The alerts I’ve gotten fall into the following categories:

  • Estimated commute time based on current traffic. This would be more useful if it wasn’t based on the freeway, which I never use to get to or from work because it’s such a pain. Though on a trip to San Francisco, it popped up transit delays, which would have been helpful if I’d actually been going anywhere beyond walking distance that day.
  • Weather changes. This is kind of useful, but I have a widget to show the same info.
  • Hours and offers for stores I have just left. At least three times, I’ve walked around a grocery store or Target for 30-40 minutes, consulting my shopping list on my phone all the way, and it has popped up with info when I load up the car. What’s the point of that?

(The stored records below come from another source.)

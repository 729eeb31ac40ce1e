//! The torrent: owns the piece table and the disk task, spawns one peer
//! session per tracker-supplied address and watches for the download's
//! termination condition.
//!
//! In metadata mode it also owns the swap from the metadata piece table
//! to the content piece table once the fetched descriptor hashes to the
//! info hash.

use std::{collections::HashSet, net::SocketAddr, sync::Arc};

use sha1::{Digest, Sha1};
use tokio::sync::{
    mpsc::{self, UnboundedReceiver, UnboundedSender},
    RwLock,
};

use crate::{
    conf::Conf,
    disk::{Disk, DiskHandle},
    error::{Error, Result},
    metainfo::{Info, Metainfo},
    peer::PeerSession,
    pieces::{ContentPieces, PieceTable},
    storage::StorageInfo,
    PeerId, PieceIndex, Sha1Hash,
};

/// The notifications peer sessions and the disk task send the torrent.
pub(crate) enum Event {
    /// Every metadata piece is present; the descriptor can be assembled.
    MetadataComplete,
    /// The disk task persisted a verified piece.
    PieceWritten(PieceIndex),
    /// The disk task could not persist a piece.
    DiskError(Error),
    /// A peer session terminated, for whatever reason.
    SessionClosed,
}

/// State shared between the torrent and all of its peer sessions.
pub(crate) struct Shared {
    /// The swarm's identity, supplied by the tracker layer.
    pub info_hash: Sha1Hash,
    /// Our own peer id, supplied by the tracker layer.
    pub client_id: PeerId,
    pub conf: Conf,
    /// Whether the download started from an info hash alone and must
    /// fetch the descriptor from the swarm first.
    pub metadata_mode: bool,
    /// The piece table. This single lock carries all cross-session
    /// coordination; see the invariants in [`crate::pieces`].
    pub table: RwLock<PieceTable>,
    pub events: UnboundedSender<Event>,
}

/// A single download: the manager of the piece table, the disk task and
/// the peer sessions.
pub struct Torrent {
    shared: Arc<Shared>,
    events: UnboundedReceiver<Event>,
    addrs: Vec<SocketAddr>,
    /// The descriptor's info dictionary, when it is known up front.
    pending_info: Option<Info>,
    /// Download geometry; set once the content table is installed.
    storage: Option<StorageInfo>,
    disk: Option<DiskHandle>,
    /// The pieces the disk task has confirmed on disk.
    written: HashSet<PieceIndex>,
}

impl Torrent {
    /// Creates a download whose descriptor is already known.
    pub fn from_metainfo(
        conf: Conf,
        info_hash: Sha1Hash,
        client_id: PeerId,
        metainfo: Metainfo,
        addrs: Vec<SocketAddr>,
    ) -> Self {
        let mut torrent = Self::new(conf, info_hash, client_id, addrs, false);
        torrent.pending_info = Some(metainfo.info);
        torrent
    }

    /// Creates a download from a bare info hash; the descriptor is
    /// fetched from the swarm via the metadata extension.
    pub fn from_info_hash(
        conf: Conf,
        info_hash: Sha1Hash,
        client_id: PeerId,
        addrs: Vec<SocketAddr>,
    ) -> Self {
        Self::new(conf, info_hash, client_id, addrs, true)
    }

    fn new(
        conf: Conf,
        info_hash: Sha1Hash,
        client_id: PeerId,
        addrs: Vec<SocketAddr>,
        metadata_mode: bool,
    ) -> Self {
        let (events, event_port) = mpsc::unbounded_channel();
        Self {
            shared: Arc::new(Shared {
                info_hash,
                client_id,
                conf,
                metadata_mode,
                table: RwLock::new(PieceTable::Pending),
                events,
            }),
            events: event_port,
            addrs,
            pending_info: None,
            storage: None,
            disk: None,
            written: HashSet::new(),
        }
    }

    /// Runs the download to completion: all declared files on disk with
    /// verified contents.
    pub async fn start(&mut self) -> Result<()> {
        if self.addrs.is_empty() {
            return Err(Error::NoPeers);
        }
        if let Some(info) = self.pending_info.take() {
            self.install_content(&info).await?;
        }

        log::info!(
            "Starting torrent {} with {} peers",
            hex::encode(self.shared.info_hash),
            self.addrs.len()
        );
        let mut live_sessions = 0;
        for addr in self.addrs.drain(..) {
            let shared = Arc::clone(&self.shared);
            tokio::spawn(async move {
                let mut session = PeerSession::new(Arc::clone(&shared), addr);
                match session.start().await {
                    Ok(()) => log::info!("Peer {} session ended", addr),
                    Err(e) => log::warn!("Peer {} session error: {}", addr, e),
                }
                // the torrent may already be gone; nothing left to do then
                let _ = shared.events.send(Event::SessionClosed);
            });
            live_sessions += 1;
        }

        while let Some(event) = self.events.recv().await {
            match event {
                Event::MetadataComplete => self.install_fetched_metadata().await?,
                Event::PieceWritten(index) => {
                    self.written.insert(index);
                    let piece_count =
                        self.storage.as_ref().map(|s| s.piece_count).unwrap_or(0);
                    log::info!("Piece {}/{} written", self.written.len(), piece_count);
                    if piece_count > 0 && self.written.len() == piece_count {
                        if let Some(disk) = &self.disk {
                            let _ = disk.shutdown();
                        }
                        log::info!("Download complete");
                        return Ok(());
                    }
                }
                Event::DiskError(e) => return Err(e),
                Event::SessionClosed => {
                    live_sessions -= 1;
                    if live_sessions == 0
                        && !self.shared.table.read().await.all_complete()
                    {
                        // with a fixed address list and no session left,
                        // the remaining pieces can never arrive
                        return Err(Error::PeersExhausted);
                    }
                }
            }
        }
        // can't happen: the shared state keeps an event sender alive
        Err(Error::Channel)
    }

    /// Assembles the fetched metadata, verifies it against the info hash
    /// and swaps in the content table. A descriptor that does not hash to
    /// the info hash is dropped so the swarm is asked again.
    async fn install_fetched_metadata(&mut self) -> Result<()> {
        let raw = match &*self.shared.table.read().await {
            PieceTable::Metadata(pieces) => pieces.assemble(),
            _ => None,
        };
        let raw = match raw {
            Some(raw) => raw,
            // stale event: a piece is missing again or the table moved on
            None => return Ok(()),
        };

        let digest = Sha1::digest(&raw);
        if digest.as_slice() != self.shared.info_hash {
            log::warn!(
                "Fetched metadata hashes to {}, expected {}; refetching",
                hex::encode(digest),
                hex::encode(self.shared.info_hash)
            );
            let mut table = self.shared.table.write().await;
            if let PieceTable::Metadata(pieces) = &mut *table {
                pieces.reset();
            }
            return Ok(());
        }

        let info = Info::from_bytes(&raw)?;
        log::info!("Metadata verified: {}", info.name);
        self.install_content(&info).await
    }

    /// Builds the storage layout, the disk task and the content piece
    /// table, then publishes the table to the sessions.
    async fn install_content(&mut self, info: &Info) -> Result<()> {
        if matches!(&*self.shared.table.read().await, PieceTable::Content(_)) {
            return Ok(());
        }

        let storage = StorageInfo::new(info)?;
        let (disk, disk_handle) = Disk::new(
            storage.clone(),
            &self.shared.conf.output_dir,
            self.shared.events.clone(),
        )?;
        let pieces = ContentPieces::new(
            &storage,
            &info.pieces,
            self.shared.conf.block_len,
            disk_handle.clone(),
        );

        {
            let mut table = self.shared.table.write().await;
            *table = PieceTable::Content(pieces);
        }
        tokio::spawn(disk.run());

        log::info!(
            "Content table installed: {} pieces of {} bytes, {} bytes total",
            storage.piece_count,
            storage.piece_len,
            storage.total_len
        );
        self.storage = Some(storage);
        self.disk = Some(disk_handle);
        Ok(())
    }
}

  • Potentially useful information for someplace nearby, but that I’m not going to. I work near an airport, and it’s repeatedly sent me the terminal layout. (The one time I actually went to the airport, I was already on a shuttle to the remote terminal — which isn’t on that map, incidentally — before it sent me that one. Better than the return trip, though, when it sent me a map after I’d boarded the plane.) Once it tried to help me with a mall restaurant while I was at a different restaurant. Another time it sent me info about a hotel I had driven past.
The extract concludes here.